SUPPLIED ENTRIES —
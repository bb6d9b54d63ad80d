// CLASSIFICATION: COMMUNITY
// Filename: paths.rs v0.3
// Author: Lukas Bower
// Date Modified: 2026-07-08

//! Served-root path mapping and the breadth-first tree fingerprint the
//! watcher compares while waiting for local edits to settle.

use std::fs;
use std::io;
use std::path::{Component, Path, PathBuf};

use crate::proto::FsError;

/// Resolve a wire path against the served root. Parent components are
/// folded lexically; any attempt to climb above the root is refused.
pub fn map_path(root: &Path, wire: &str) -> Result<PathBuf, FsError> {
    if !wire.starts_with('/') {
        return Err(FsError::Invalid);
    }
    let mut rel = PathBuf::new();
    for component in Path::new(wire).components() {
        match component {
            Component::RootDir | Component::CurDir => {}
            Component::Normal(name) => rel.push(name),
            Component::ParentDir => {
                if !rel.pop() {
                    return Err(FsError::AccessDenied);
                }
            }
            Component::Prefix(_) => return Err(FsError::Invalid),
        }
    }
    Ok(root.join(rel))
}

/// Convert a filesystem path under the root back to its wire form.
#[must_use]
pub fn wire_path(root: &Path, local: &Path) -> Option<PathBuf> {
    let rel = local.strip_prefix(root).ok()?;
    Some(Path::new("/").join(rel))
}

/// Entry kind recorded in a fingerprint.
#[derive(Debug, Clone, Copy, PartialEq, Eq)]
pub enum EntryKind {
    Directory,
    File,
    Symlink,
    Other,
}

impl From<fs::FileType> for EntryKind {
    fn from(kind: fs::FileType) -> Self {
        if kind.is_dir() {
            Self::Directory
        } else if kind.is_symlink() {
            Self::Symlink
        } else if kind.is_file() {
            Self::File
        } else {
            Self::Other
        }
    }
}

/// One fingerprint line: a reachable path, its kind and how many
/// children it lists.
#[derive(Debug, Clone, PartialEq, Eq)]
pub struct FingerprintItem {
    pub path: PathBuf,
    pub kind: EntryKind,
    pub children: u32,
}

/// Breadth-first fingerprint of everything reachable under `root`.
/// Symlinks are recorded but not followed. Children are sorted so two
/// fingerprints of the same state compare equal.
pub fn fingerprint(root: &Path) -> io::Result<Vec<FingerprintItem>> {
    let mut list = vec![FingerprintItem {
        path: root.to_path_buf(),
        kind: EntryKind::from(fs::symlink_metadata(root)?.file_type()),
        children: 0,
    }];

    let mut index = 0;
    while index < list.len() {
        if list[index].kind == EntryKind::Directory {
            let mut children = Vec::new();
            for entry in fs::read_dir(&list[index].path)? {
                let entry = entry?;
                children.push(FingerprintItem {
                    path: entry.path(),
                    kind: EntryKind::from(entry.file_type()?),
                    children: 0,
                });
            }
            children.sort_by(|a, b| a.path.cmp(&b.path));
            list[index].children = children.len() as u32;
            list.extend(children);
        }
        index += 1;
    }
    Ok(list)
}

#[cfg(test)]
mod tests {
    use super::*;

    #[test]
    fn map_path_stays_inside_the_root() {
        let root = Path::new("/srv/data");
        assert_eq!(map_path(root, "/").unwrap(), PathBuf::from("/srv/data"));
        assert_eq!(
            map_path(root, "/a/b").unwrap(),
            PathBuf::from("/srv/data/a/b")
        );
        assert_eq!(
            map_path(root, "/a/../b").unwrap(),
            PathBuf::from("/srv/data/b")
        );
        assert_eq!(
            map_path(root, "/../escape").unwrap_err(),
            FsError::AccessDenied
        );
        assert_eq!(
            map_path(root, "/a/../../escape").unwrap_err(),
            FsError::AccessDenied
        );
        assert_eq!(map_path(root, "relative").unwrap_err(), FsError::Invalid);
    }

    #[test]
    fn wire_path_inverts_mapping() {
        let root = Path::new("/srv/data");
        assert_eq!(
            wire_path(root, Path::new("/srv/data/a/b")).unwrap(),
            PathBuf::from("/a/b")
        );
        assert_eq!(
            wire_path(root, Path::new("/srv/data")).unwrap(),
            PathBuf::from("/")
        );
        assert!(wire_path(root, Path::new("/elsewhere/x")).is_none());
    }

    #[test]
    fn fingerprint_is_stable_and_sees_change() {
        let dir = tempfile::tempdir().unwrap();
        fs::create_dir(dir.path().join("sub")).unwrap();
        fs::write(dir.path().join("sub/file"), b"hello").unwrap();

        let first = fingerprint(dir.path()).unwrap();
        let second = fingerprint(dir.path()).unwrap();
        assert_eq!(first, second);

        fs::write(dir.path().join("sub/other"), b"x").unwrap();
        let third = fingerprint(dir.path()).unwrap();
        assert_ne!(first, third);
    }
}
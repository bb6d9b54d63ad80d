// CLASSIFICATION: COMMUNITY
// Filename: relay.rs v0.4
// Author: Lukas Bower
// Date Modified: 2026-07-21

//! Transport core: a priority-aware outbound scheduler, a correlation
//! matcher for replies, and a kind-keyed dispatcher for unsolicited
//! frames. All three are shared across threads and synchronised with
//! plain mutexes and condvars.

use std::collections::{HashMap, VecDeque};
use std::sync::atomic::{AtomicU64, Ordering};
use std::sync::{Arc, Condvar, Mutex};
use std::time::{Duration, Instant};

use log::trace;

use crate::proto::{codec, Frame, MessageId, Payload, PayloadKind, ReplyPayload};
use crate::REQUEST_TIMEOUT;

/// Monotonic 64-bit identifier dispenser. Message and file-handle
/// identifiers come from the same family, seeded randomly per process
/// so reconnecting clients do not collide with their past selves.
pub struct IdGen {
    next: AtomicU64,
}

impl IdGen {
    /// Dispenser starting at the given seed.
    #[must_use]
    pub fn new(seed: u64) -> Self {
        Self {
            next: AtomicU64::new(seed),
        }
    }

    /// Dispenser starting at a random seed.
    #[must_use]
    pub fn seeded() -> Self {
        Self::new(rand::random())
    }

    /// Hand out the next identifier.
    pub fn next(&self) -> u64 {
        self.next.fetch_add(1, Ordering::Relaxed)
    }
}

/// Outbound queue priority; higher wins.
#[derive(Debug, Clone, Copy, PartialEq, Eq, PartialOrd, Ord)]
pub struct Priority(pub u8);

impl Priority {
    /// Bulk preloading traffic.
    pub const BACKGROUND: Priority = Priority(0);
    /// Interactive file operations.
    pub const DEFAULT: Priority = Priority(10);
    /// Heartbeat probes.
    pub const HIGH: Priority = Priority(100);
}

struct Slot {
    token: u64,
    priority: Priority,
    frames: VecDeque<Vec<u8>>,
}

#[derive(Default)]
struct SchedulerState {
    queues: Vec<Slot>,
    next_token: u64,
}

/// Priority scheduler merging per-caller queues into one frame stream.
/// Frames on a single queue keep their order; across queues the highest
/// priority always drains first.
pub struct Scheduler {
    ids: IdGen,
    state: Mutex<SchedulerState>,
    ready: Condvar,
}

impl Scheduler {
    /// Scheduler whose correlation identifiers start at `seed`.
    #[must_use]
    pub fn new(seed: u64) -> Self {
        Self {
            ids: IdGen::new(seed),
            state: Mutex::new(SchedulerState::default()),
            ready: Condvar::new(),
        }
    }

    /// Scheduler with a random identifier seed.
    #[must_use]
    pub fn seeded() -> Self {
        Self {
            ids: IdGen::seeded(),
            state: Mutex::new(SchedulerState::default()),
            ready: Condvar::new(),
        }
    }

    /// Open a caller-scoped queue. Dropping the handle removes the
    /// queue on every exit path.
    pub fn open_queue(self: &Arc<Self>, priority: Priority) -> QueueHandle {
        let mut state = self.state.lock().unwrap();
        let token = state.next_token;
        state.next_token += 1;
        state.queues.push(Slot {
            token,
            priority,
            frames: VecDeque::new(),
        });
        QueueHandle {
            scheduler: Arc::clone(self),
            token,
        }
    }

    /// Emit the next frame: head of the first non-empty queue in
    /// descending priority order, creation order breaking ties.
    pub fn pop(&self) -> Option<Vec<u8>> {
        let mut state = self.state.lock().unwrap();
        let mut best: Option<(usize, Priority)> = None;
        for (index, slot) in state.queues.iter().enumerate() {
            if slot.frames.is_empty() {
                continue;
            }
            if best.map_or(true, |(_, prio)| slot.priority > prio) {
                best = Some((index, slot.priority));
            }
        }
        let (index, _) = best?;
        state.queues[index].frames.pop_front()
    }

    /// Check whether any queue holds a frame.
    #[must_use]
    pub fn is_ready(&self) -> bool {
        let state = self.state.lock().unwrap();
        state.queues.iter().any(|slot| !slot.frames.is_empty())
    }

    /// Block until a frame is available or the timeout elapses.
    /// Returns true when a frame is waiting.
    pub fn wait(&self, timeout: Duration) -> bool {
        let deadline = Instant::now() + timeout;
        let mut state = self.state.lock().unwrap();
        loop {
            if state.queues.iter().any(|slot| !slot.frames.is_empty()) {
                return true;
            }
            let now = Instant::now();
            if now >= deadline {
                return false;
            }
            let (guard, _) = self.ready.wait_timeout(state, deadline - now).unwrap();
            state = guard;
        }
    }

    fn push(&self, token: u64, payload: Payload) -> MessageId {
        let id = MessageId::from_raw(self.ids.next());
        let frame = codec::encode(&Frame { id, payload });
        let mut state = self.state.lock().unwrap();
        if let Some(slot) = state.queues.iter_mut().find(|slot| slot.token == token) {
            slot.frames.push_back(frame);
        }
        drop(state);
        self.ready.notify_one();
        id
    }

    fn drop_queue(&self, token: u64) {
        let mut state = self.state.lock().unwrap();
        state.queues.retain(|slot| slot.token != token);
    }
}

/// Caller-scoped reference to one scheduler queue.
pub struct QueueHandle {
    scheduler: Arc<Scheduler>,
    token: u64,
}

impl QueueHandle {
    /// Assign the next correlation identifier, encode the frame and
    /// append it to this queue.
    pub fn push(&self, payload: Payload) -> MessageId {
        self.scheduler.push(self.token, payload)
    }
}

impl Drop for QueueHandle {
    fn drop(&mut self) {
        self.scheduler.drop_queue(self.token);
    }
}

struct PendingReply {
    arrived: Instant,
    frame: Frame,
}

/// Replies keyed by correlation identifier. Waiters block until a frame
/// with their identifier and expected payload kind arrives; a frame of
/// the wrong kind is left for the waiter it belongs to. Entries nobody
/// claims are purged once they outlive twice the request timeout.
pub struct ReplyTable {
    items: Mutex<HashMap<u64, PendingReply>>,
    arrived: Condvar,
}

impl Default for ReplyTable {
    fn default() -> Self {
        Self::new()
    }
}

impl ReplyTable {
    /// Empty table.
    #[must_use]
    pub fn new() -> Self {
        Self {
            items: Mutex::new(HashMap::new()),
            arrived: Condvar::new(),
        }
    }

    /// Record a decoded frame and wake all waiters.
    pub fn accept(&self, frame: Frame) {
        let now = Instant::now();
        let evict_after = REQUEST_TIMEOUT * 2;
        let mut items = self.items.lock().unwrap();
        items.retain(|_, pending| now.duration_since(pending.arrived) < evict_after);
        items.insert(
            frame.id.raw(),
            PendingReply {
                arrived: now,
                frame,
            },
        );
        drop(items);
        self.arrived.notify_all();
    }

    /// Decode a raw frame and record it. Malformed frames are dropped.
    pub fn process(&self, bytes: &[u8]) {
        match codec::decode(bytes) {
            Ok(frame) => self.accept(frame),
            Err(err) => trace!("dropping undecodable frame: {err}"),
        }
    }

    /// Wait for the reply with identifier `id` and payload type `T`.
    /// Returns `None` when the deadline elapses first.
    pub fn wait<T: ReplyPayload>(&self, id: MessageId, timeout: Duration) -> Option<T> {
        let deadline = Instant::now() + timeout;
        let mut items = self.items.lock().unwrap();
        loop {
            let matches = items
                .get(&id.raw())
                .map(|pending| pending.frame.payload.kind() == T::KIND);
            if matches == Some(true) {
                let pending = items.remove(&id.raw())?;
                return T::from_payload(pending.frame.payload);
            }
            let now = Instant::now();
            if now >= deadline {
                trace!("timeout waiting for mid:{id}");
                return None;
            }
            let (guard, _) = self.arrived.wait_timeout(items, deadline - now).unwrap();
            items = guard;
        }
    }
}

type DispatchHandler = Box<dyn Fn(MessageId, Payload) + Send + Sync>;

/// Dispatches incoming frames by payload kind. Unsolicited frames on
/// the client and commands on the server go through here; frames with
/// no registered handler are dropped silently.
#[derive(Default)]
pub struct Dispatcher {
    handlers: HashMap<PayloadKind, DispatchHandler>,
}

impl Dispatcher {
    /// Empty dispatcher.
    #[must_use]
    pub fn new() -> Self {
        Self::default()
    }

    /// Register the handler for one payload kind, replacing any
    /// previous registration.
    pub fn subscribe<F>(&mut self, kind: PayloadKind, handler: F)
    where
        F: Fn(MessageId, Payload) + Send + Sync + 'static,
    {
        self.handlers.insert(kind, Box::new(handler));
    }

    /// Decode a raw frame and run its handler. Malformed frames and
    /// unregistered kinds are dropped.
    pub fn dispatch(&self, bytes: &[u8]) {
        let frame = match codec::decode(bytes) {
            Ok(frame) => frame,
            Err(err) => {
                trace!("dropping undecodable frame: {err}");
                return;
            }
        };
        match self.handlers.get(&frame.payload.kind()) {
            Some(handler) => handler(frame.id, frame.payload),
            None => trace!("no handler for {:?}", frame.payload.kind()),
        }
    }
}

REQUIREMENT — Provide only the count of lines within the entries above that include the string "MessageId".

ANSWER SECTION — 7